WORK ITEM:
Only the lines from the one containing "fn begin_run(&mut self)" through the one containing "fn play(&mut self, dt: f32, intents: &IntentSet)" should be printed, exactly as they appear below, with both ends included.

GIVEN RECORDS:
[Start of section]

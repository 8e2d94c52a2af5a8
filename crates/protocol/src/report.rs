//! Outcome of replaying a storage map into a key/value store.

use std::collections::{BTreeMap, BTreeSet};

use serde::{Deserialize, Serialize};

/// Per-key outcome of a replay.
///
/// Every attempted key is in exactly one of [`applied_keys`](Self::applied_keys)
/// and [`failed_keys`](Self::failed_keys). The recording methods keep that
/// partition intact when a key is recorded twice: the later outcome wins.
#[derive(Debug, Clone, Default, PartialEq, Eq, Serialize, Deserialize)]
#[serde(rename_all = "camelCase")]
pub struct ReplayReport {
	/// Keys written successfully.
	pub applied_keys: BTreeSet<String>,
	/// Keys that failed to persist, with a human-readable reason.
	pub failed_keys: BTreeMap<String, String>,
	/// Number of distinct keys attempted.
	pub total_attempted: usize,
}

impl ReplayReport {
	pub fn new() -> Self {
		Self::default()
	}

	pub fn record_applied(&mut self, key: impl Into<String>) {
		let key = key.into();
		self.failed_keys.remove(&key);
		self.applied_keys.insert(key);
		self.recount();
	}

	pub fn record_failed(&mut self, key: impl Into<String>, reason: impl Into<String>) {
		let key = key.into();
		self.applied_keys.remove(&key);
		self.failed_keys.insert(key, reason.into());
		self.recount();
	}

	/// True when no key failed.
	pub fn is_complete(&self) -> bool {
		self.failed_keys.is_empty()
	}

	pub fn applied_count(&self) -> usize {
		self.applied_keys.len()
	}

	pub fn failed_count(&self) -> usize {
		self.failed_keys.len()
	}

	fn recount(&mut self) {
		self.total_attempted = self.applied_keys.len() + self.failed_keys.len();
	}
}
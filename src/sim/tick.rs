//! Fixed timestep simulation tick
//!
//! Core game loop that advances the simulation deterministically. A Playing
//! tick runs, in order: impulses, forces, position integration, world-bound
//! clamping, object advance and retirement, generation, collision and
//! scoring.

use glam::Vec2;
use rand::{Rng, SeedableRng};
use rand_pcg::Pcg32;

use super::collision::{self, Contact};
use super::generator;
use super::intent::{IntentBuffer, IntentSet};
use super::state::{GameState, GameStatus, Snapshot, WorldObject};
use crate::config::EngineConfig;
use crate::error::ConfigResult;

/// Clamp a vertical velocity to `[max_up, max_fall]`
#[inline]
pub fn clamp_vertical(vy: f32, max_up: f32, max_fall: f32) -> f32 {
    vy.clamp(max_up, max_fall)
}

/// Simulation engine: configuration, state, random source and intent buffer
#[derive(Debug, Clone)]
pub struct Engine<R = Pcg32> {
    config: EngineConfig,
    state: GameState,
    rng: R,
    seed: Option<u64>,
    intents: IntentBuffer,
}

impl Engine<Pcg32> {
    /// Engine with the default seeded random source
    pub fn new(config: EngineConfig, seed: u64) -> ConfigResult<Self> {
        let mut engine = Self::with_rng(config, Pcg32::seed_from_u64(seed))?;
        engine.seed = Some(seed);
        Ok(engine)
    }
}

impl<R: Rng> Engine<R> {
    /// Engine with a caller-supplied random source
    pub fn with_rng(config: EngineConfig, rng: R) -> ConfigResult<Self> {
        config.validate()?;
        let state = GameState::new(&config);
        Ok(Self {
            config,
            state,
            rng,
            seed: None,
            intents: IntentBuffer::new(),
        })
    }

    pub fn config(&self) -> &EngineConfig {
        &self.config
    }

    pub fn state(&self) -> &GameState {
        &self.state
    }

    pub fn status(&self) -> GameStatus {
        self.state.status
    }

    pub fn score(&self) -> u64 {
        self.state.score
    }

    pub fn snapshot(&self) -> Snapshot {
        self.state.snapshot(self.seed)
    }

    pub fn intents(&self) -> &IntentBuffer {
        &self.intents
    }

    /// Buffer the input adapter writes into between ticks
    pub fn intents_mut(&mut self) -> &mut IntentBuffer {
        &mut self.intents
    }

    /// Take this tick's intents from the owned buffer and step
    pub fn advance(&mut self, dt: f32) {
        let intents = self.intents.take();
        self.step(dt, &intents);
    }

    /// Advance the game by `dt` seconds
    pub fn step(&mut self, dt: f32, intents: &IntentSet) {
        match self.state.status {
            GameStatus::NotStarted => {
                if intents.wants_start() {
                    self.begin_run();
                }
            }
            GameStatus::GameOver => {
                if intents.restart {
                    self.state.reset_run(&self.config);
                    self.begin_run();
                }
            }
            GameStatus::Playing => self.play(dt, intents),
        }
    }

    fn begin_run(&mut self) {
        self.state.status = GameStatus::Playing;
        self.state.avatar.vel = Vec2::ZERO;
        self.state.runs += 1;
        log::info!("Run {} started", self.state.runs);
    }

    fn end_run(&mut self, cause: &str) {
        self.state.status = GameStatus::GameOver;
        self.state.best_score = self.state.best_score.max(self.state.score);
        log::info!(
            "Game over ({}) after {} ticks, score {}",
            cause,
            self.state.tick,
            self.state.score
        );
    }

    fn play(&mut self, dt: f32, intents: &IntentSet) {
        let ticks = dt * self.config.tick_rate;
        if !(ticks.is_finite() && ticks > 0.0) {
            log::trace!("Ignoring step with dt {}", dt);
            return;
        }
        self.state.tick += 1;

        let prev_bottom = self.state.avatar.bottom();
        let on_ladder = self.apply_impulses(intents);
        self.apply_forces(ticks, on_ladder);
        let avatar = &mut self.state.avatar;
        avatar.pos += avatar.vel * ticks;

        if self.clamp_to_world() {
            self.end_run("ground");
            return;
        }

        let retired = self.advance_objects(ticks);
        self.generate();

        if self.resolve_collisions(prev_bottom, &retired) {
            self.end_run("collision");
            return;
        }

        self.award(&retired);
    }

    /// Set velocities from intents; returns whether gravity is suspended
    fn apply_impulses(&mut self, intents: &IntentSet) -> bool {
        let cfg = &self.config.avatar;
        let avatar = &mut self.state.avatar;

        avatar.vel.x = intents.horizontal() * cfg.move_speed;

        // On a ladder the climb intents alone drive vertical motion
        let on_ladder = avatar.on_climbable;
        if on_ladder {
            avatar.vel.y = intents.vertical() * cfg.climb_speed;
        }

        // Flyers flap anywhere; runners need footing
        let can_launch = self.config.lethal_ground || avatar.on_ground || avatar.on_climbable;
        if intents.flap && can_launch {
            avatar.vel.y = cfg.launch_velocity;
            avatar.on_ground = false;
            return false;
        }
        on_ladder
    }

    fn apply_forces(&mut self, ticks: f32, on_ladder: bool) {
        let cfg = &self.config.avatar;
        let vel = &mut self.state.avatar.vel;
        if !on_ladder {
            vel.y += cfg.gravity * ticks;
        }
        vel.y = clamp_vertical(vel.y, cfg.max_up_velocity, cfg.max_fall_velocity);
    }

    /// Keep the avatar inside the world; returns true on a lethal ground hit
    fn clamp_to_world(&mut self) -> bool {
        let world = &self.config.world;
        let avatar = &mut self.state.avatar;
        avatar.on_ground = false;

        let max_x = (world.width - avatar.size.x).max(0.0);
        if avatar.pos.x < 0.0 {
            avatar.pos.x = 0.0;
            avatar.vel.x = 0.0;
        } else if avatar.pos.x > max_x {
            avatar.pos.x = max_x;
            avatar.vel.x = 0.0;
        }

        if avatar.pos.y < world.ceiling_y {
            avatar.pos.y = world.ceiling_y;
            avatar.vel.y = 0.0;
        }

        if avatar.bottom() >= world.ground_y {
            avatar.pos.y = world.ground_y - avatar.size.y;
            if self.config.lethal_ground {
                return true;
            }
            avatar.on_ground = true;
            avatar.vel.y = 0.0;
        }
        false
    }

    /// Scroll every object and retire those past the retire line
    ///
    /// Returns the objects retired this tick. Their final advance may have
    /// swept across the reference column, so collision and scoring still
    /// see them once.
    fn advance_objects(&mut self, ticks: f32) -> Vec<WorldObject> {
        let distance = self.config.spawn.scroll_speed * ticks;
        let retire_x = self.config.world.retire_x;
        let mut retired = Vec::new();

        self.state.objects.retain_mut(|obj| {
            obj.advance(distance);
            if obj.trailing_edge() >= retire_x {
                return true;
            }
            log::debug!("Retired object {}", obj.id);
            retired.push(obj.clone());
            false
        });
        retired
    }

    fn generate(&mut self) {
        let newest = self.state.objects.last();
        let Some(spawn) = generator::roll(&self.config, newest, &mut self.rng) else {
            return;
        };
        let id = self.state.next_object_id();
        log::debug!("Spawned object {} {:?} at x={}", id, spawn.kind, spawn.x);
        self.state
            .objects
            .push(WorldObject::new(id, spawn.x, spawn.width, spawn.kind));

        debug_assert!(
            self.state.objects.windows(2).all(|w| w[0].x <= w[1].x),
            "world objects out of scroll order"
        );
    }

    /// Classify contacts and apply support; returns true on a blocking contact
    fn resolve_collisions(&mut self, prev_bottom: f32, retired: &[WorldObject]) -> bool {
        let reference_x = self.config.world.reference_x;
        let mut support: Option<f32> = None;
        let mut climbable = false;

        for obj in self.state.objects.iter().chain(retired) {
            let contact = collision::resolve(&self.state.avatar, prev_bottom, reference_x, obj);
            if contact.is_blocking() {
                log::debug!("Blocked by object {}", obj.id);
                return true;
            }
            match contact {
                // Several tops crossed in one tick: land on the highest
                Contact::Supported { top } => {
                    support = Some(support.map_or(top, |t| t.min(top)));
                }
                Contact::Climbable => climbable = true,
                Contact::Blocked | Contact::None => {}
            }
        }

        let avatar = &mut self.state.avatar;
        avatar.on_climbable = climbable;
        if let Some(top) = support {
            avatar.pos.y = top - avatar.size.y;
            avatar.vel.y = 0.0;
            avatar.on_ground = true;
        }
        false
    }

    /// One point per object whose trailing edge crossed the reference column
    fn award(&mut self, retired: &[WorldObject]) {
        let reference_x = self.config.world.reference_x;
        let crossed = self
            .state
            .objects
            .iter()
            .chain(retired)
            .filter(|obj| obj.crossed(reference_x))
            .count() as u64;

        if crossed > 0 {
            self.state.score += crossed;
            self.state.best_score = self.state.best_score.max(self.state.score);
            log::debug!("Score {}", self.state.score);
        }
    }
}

[End of section]

FINISHED TASK:
    fn begin_run(&mut self) {
        self.state.status = GameStatus::Playing;
        self.state.avatar.vel = Vec2::ZERO;
        self.state.runs += 1;
        log::info!("Run {} started", self.state.runs);
    }

    fn end_run(&mut self, cause: &str) {
        self.state.status = GameStatus::GameOver;
        self.state.best_score = self.state.best_score.max(self.state.score);
        log::info!(
            "Game over ({}) after {} ticks, score {}",
            cause,
            self.state.tick,
            self.state.score
        );
    }

    fn play(&mut self, dt: f32, intents: &IntentSet) {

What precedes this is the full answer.